Veterans from Wikileaks Unit Apologize to Iraqis, Question U.S. Leadership


ETHAN McCORD, [in Kansas], JOSH STIEBER, [in D.C] via Laura Taylor
Stieber and McCord are former soldiers of the company documented in the video recently released by Wikileaks (Bravo Company 2-16), which shows U.S. soldiers killing civilians including a Reuters photographer and then shooting at people in a van attempting to rescue the wounded.

They have co-written “An Open Letter of Reconciliation and Responsibility to the Iraqi People,” which states: “We are both soldiers who occupied your neighborhood for 14 months. Ethan McCord pulled your daughter and son from the van, and when doing so, saw the faces of his own children back home. Josh Stieber was in the same company but was not there that day, though he contributed to your pain, and the pain of your community on many other occasions.

“There is no bringing back all that was lost. What we seek is to learn from our mistakes and do everything we can to tell others of our experiences and how the people of the United States need to realize we have done and are doing to you and the people of your country. We humbly ask you what we can do to begin to repair the damage we caused.” See the full letter:

McCord, who sustained injuries in Iraq, said today: “Some may think it’s all trigger-happy rednecks, or that it’s an ‘army of one’ but the military is made up of a lot of different people. Some love the life, others like me thought we were in it for a greater cause — and we were wrong. We realized that our job often was to out-terrorize the terrorists. But you shouldn’t really blame the soldiers, look to how soldiers are used and trained. Our chants during basic training include things like ‘I went to the playground where the children play, pulled out my machine gun and I began to spray — HA shoot!, shoot!, shoot!, shoot to kill!!'”
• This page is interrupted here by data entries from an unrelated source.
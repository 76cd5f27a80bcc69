pub mod accounts;
pub mod password;

use std::str::FromStr;

use chrono::{Duration, Utc};
use jsonwebtoken::{decode, encode, Algorithm, DecodingKey, EncodingKey, Header, Validation};
use serde::{Deserialize, Serialize};
use thiserror::Error;

use crate::config::SecurityConfig;
use crate::database::models::User;

pub use accounts::{authenticate, ensure_superuser, register, AccountError, Registration};
pub use password::{hash_password, verify_password};

#[derive(Debug, Clone, PartialEq, Eq, Serialize, Deserialize)]
pub struct Claims {
    /// Username of the token holder
    pub sub: String,
    pub uid: i32,
    pub admin: bool,
    pub exp: i64,
    pub iat: i64,
}

impl Claims {
    pub fn new(user: &User, ttl: Duration) -> Self {
        let now = Utc::now();
        Self {
            sub: user.username.clone(),
            uid: user.id,
            admin: user.is_admin,
            exp: (now + ttl).timestamp(),
            iat: now.timestamp(),
        }
    }
}

#[derive(Debug, Error)]
pub enum AuthError {
    #[error("Invalid JWT secret")]
    InvalidSecret,

    #[error("Unsupported JWT algorithm: {0}")]
    UnsupportedAlgorithm(String),

    #[error("JWT generation error: {0}")]
    TokenGeneration(String),

    #[error("Invalid JWT token: {0}")]
    InvalidToken(String),

    #[error("Password hashing error: {0}")]
    Hashing(String),
}

/// Signs and verifies bearer tokens with the configured HMAC secret
#[derive(Clone)]
pub struct TokenIssuer {
    encoding: EncodingKey,
    decoding: DecodingKey,
    algorithm: Algorithm,
    ttl: Duration,
}

impl std::fmt::Debug for TokenIssuer {
    fn fmt(&self, f: &mut std::fmt::Formatter<'_>) -> std::fmt::Result {
        f.debug_struct("TokenIssuer")
            .field("algorithm", &self.algorithm)
            .field("ttl_minutes", &self.ttl.num_minutes())
            .finish()
    }
}

impl TokenIssuer {
    pub fn from_config(security: &SecurityConfig) -> Result<Self, AuthError> {
        if security.jwt_secret.is_empty() {
            return Err(AuthError::InvalidSecret);
        }

        let algorithm = Algorithm::from_str(&security.jwt_algorithm)
            .map_err(|_| AuthError::UnsupportedAlgorithm(security.jwt_algorithm.clone()))?;
        if !matches!(algorithm, Algorithm::HS256 | Algorithm::HS384 | Algorithm::HS512) {
            return Err(AuthError::UnsupportedAlgorithm(security.jwt_algorithm.clone()));
        }

        let secret = security.jwt_secret.as_bytes();
        Ok(Self {
            encoding: EncodingKey::from_secret(secret),
            decoding: DecodingKey::from_secret(secret),
            algorithm,
            ttl: Duration::minutes(security.access_token_expire_minutes),
        })
    }

    /// Token lifetime in seconds, as reported to clients
    pub fn expires_in(&self) -> i64 {
        self.ttl.num_seconds()
    }

    pub fn issue(&self, user: &User) -> Result<String, AuthError> {
        let claims = Claims::new(user, self.ttl);
        encode(&Header::new(self.algorithm), &claims, &self.encoding)
            .map_err(|e| AuthError::TokenGeneration(e.to_string()))
    }

    pub fn verify(&self, token: &str) -> Result<Claims, AuthError> {
        let validation = Validation::new(self.algorithm);
        decode::<Claims>(token, &self.decoding, &validation)
            .map(|data| data.claims)
            .map_err(|e| AuthError::InvalidToken(e.to_string()))
    }
}
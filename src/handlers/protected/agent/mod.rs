// handlers/protected/agent/mod.rs - /agent/* endpoints

pub mod application;
pub mod commission;
pub mod documents;

pub use application::{
    create as agent_application_post, delete as agent_application_delete,
    get as agent_application_get, list as agent_application_list,
    update as agent_application_patch,
};
pub use commission::update as commission_patch;
pub use documents::upload as agent_documents_upload;
use async_trait::async_trait;
use sqlx::PgPool;

use crate::database::models::{
    AgentApplication, AgentApplicationFilter, AgentApplicationPatch, AgentDocumentField,
    AgentDocuments, Commission, CommissionPatch, Country, CountryPatch, Course, CoursePatch,
    DocumentField, NewAgentApplication, NewCountry, NewCourse, NewProfile, NewStudentApplication,
    NewUniversity, NewUser, ProfilePatch, StudentApplication, StudentApplicationPatch,
    StudentDocumentField, StudentDocuments, University, UniversityPatch, User, UserProfile,
};
use crate::database::store::{Store, StoreError, StoreResult};

const COUNTRY_COLUMNS: &str = "id, name, description";
const UNIVERSITY_COLUMNS: &str =
    "id, country_id, university_type, name, location, description, image";
const COURSE_COLUMNS: &str = "id, university_id, name, course_type, fee, description, image";
const USER_COLUMNS: &str = "id, username, email, password_hash, is_admin, is_verified";
const PROFILE_COLUMNS: &str = "id, user_id, full_name, phone, whatsapp, address, occupation,
    experience, exp_description, initial_referrer, no_of_deal, office, office_address,
    student_country, student_destination_country, special_service, nid_passport_file";
const AGENT_APPLICATION_COLUMNS: &str = "id, agent_id, first_name, last_name, email, phone,
    passport_no, course_id, university_one_id, university_two_id, university_three_id,
    country_id, last_graduation, status, created_at";
const COMMISSION_COLUMNS: &str = "id, application_id, student_fee, commission, commission_rate";
const AGENT_DOCUMENT_COLUMNS: &str = "id, application_id, passport, masters_certificate,
    masters_transcript, honers_certificate, honers_transcript, hsc_certificate, hsc_transcript,
    ssc_certificate, ssc_transcript, ielts_certificate, cv, resume, lor, job_letter, others";
const STUDENT_APPLICATION_COLUMNS: &str = "id, name, phone, email, preferred_university_id,
    residence_country, interest_country, intake_interest, last_graduation, interested_course,
    current_stage, created_at";
const STUDENT_DOCUMENT_COLUMNS: &str = "id, application_id, passport, last_graduation_certificate";

/// PostgreSQL-backed store; referential policies live in the schema
#[derive(Clone)]
pub struct PgStore {
    pool: PgPool,
}

impl PgStore {
    pub fn new(pool: PgPool) -> Self {
        Self { pool }
    }

    pub fn pool(&self) -> &PgPool {
        &self.pool
    }

    async fn delete_by(&self, table: &str, key: &str, id: i32, entity: &'static str) -> StoreResult<()> {
        let sql = format!("DELETE FROM {} WHERE {} = $1", table, key);
        let result = sqlx::query(&sql).bind(id).execute(&self.pool).await?;
        if result.rows_affected() == 0 {
            return Err(StoreError::NotFound(entity));
        }
        Ok(())
    }
}
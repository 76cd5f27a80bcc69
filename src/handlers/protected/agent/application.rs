// handlers/protected/agent/application.rs - Agent admission applications

use axum::{
    extract::{Path, Query, State},
    Extension,
};
use serde::Deserialize;
use serde_json::{json, Value};

use crate::admission::{self, create_or_get_commission, parse_status, Selection};
use crate::database::models::{
    AgentApplication, AgentApplicationFilter, AgentApplicationPatch, NewAgentApplication,
};
use crate::database::Store;
use crate::error::ApiError;
use crate::handlers::JsonBody;
use crate::middleware::{ApiResponse, ApiResult, AuthUser};
use crate::routes::AppState;

#[derive(Debug, Default, Deserialize)]
pub struct ListQuery {
    pub status: Option<String>,
}

fn not_found() -> ApiError {
    ApiError::not_found("Admission application not found.")
}

/// Load an application the caller may see; others' applications read as missing
async fn visible_application(
    store: &dyn Store,
    user: &AuthUser,
    id: i32,
) -> Result<AgentApplication, ApiError> {
    match store.get_agent_application(id).await? {
        Some(application) if user.can_access_application(application.agent_id) => Ok(application),
        _ => Err(not_found()),
    }
}

/// POST /agent/admission-application - Submit an application on a student's behalf
///
/// Runs the university selection rules, then creates the zeroed commission
/// record alongside the application.
pub async fn create(
    State(state): State<AppState>,
    Extension(user): Extension<AuthUser>,
    JsonBody(payload): JsonBody<NewAgentApplication>,
) -> ApiResult<AgentApplication> {
    user.require_active_agent()?;
    let store = state.store.as_ref();

    let selection = Selection::from(&payload);
    let validated = admission::validate_agent_application(store, &state.admission, &selection).await?;

    let application = store.create_agent_application(user.id, payload).await?;
    create_or_get_commission(store, application.id).await?;

    tracing::info!(
        application_id = application.id,
        agent_id = user.id,
        universities = validated.universities.len(),
        "Agent application submitted"
    );
    Ok(ApiResponse::created(application))
}

/// GET /agent/admission-application - Applications visible to the caller, optionally by status
pub async fn list(
    State(state): State<AppState>,
    Extension(user): Extension<AuthUser>,
    Query(query): Query<ListQuery>,
) -> ApiResult<Vec<AgentApplication>> {
    user.require_active()?;

    let status = query.status.as_deref().map(parse_status).transpose()?;
    let filter = AgentApplicationFilter {
        agent_id: if user.is_admin() { None } else { Some(user.id) },
        status,
        ..Default::default()
    };

    let applications = state.store.list_agent_applications(&filter).await?;
    if applications.is_empty() {
        return Err(ApiError::not_found("No admission applications found."));
    }
    Ok(ApiResponse::success(applications))
}

/// GET /agent/admission-application/:id - One application (admins: any; agents: own)
pub async fn get(
    State(state): State<AppState>,
    Extension(user): Extension<AuthUser>,
    Path(id): Path<i32>,
) -> ApiResult<AgentApplication> {
    user.require_active()?;
    let application = visible_application(state.store.as_ref(), &user, id).await?;
    Ok(ApiResponse::success(application))
}

/// PATCH /agent/admission-application/:id - Partial update
///
/// Only patches touching the university, course or country fields are
/// re-validated, against the stored row merged with the patch.
pub async fn update(
    State(state): State<AppState>,
    Extension(user): Extension<AuthUser>,
    Path(id): Path<i32>,
    JsonBody(patch): JsonBody<AgentApplicationPatch>,
) -> ApiResult<AgentApplication> {
    user.require_active()?;
    let store = state.store.as_ref();
    let current = visible_application(store, &user, id).await?;

    admission::validate_agent_update(store, &state.admission, &current, &patch).await?;
    if let Some(status) = patch.status {
        admission::record_transition(id, current.status, status);
    }

    let application = store.update_agent_application(id, &patch).await?;
    Ok(ApiResponse::success(application))
}

/// DELETE /agent/admission-application/:id - Remove an application with its documents and commission
pub async fn delete(
    State(state): State<AppState>,
    Extension(user): Extension<AuthUser>,
    Path(id): Path<i32>,
) -> ApiResult<Value> {
    user.require_active()?;
    let store = state.store.as_ref();
    visible_application(store, &user, id).await?;

    store.delete_agent_application(id).await?;
    tracing::info!(application_id = id, deleted_by = user.id, "Agent application deleted");
    Ok(ApiResponse::success(json!({ "detail": "Admission application deleted." })))
}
Stieber added today: “This is what war looks like; [the conduct on] this video has been given the stamp of approval from [Secretary] Gates. On a moral level, I even tried writing to leaders of the church I went to when I was troubled by things in basic training, and they told me to be patient and have faith. So when our institutions that claim to be for morality are facilitating this behavior, we’re in a dark place.”

Stieber and McCord were interviewed on the the Marc Steiner Show recently.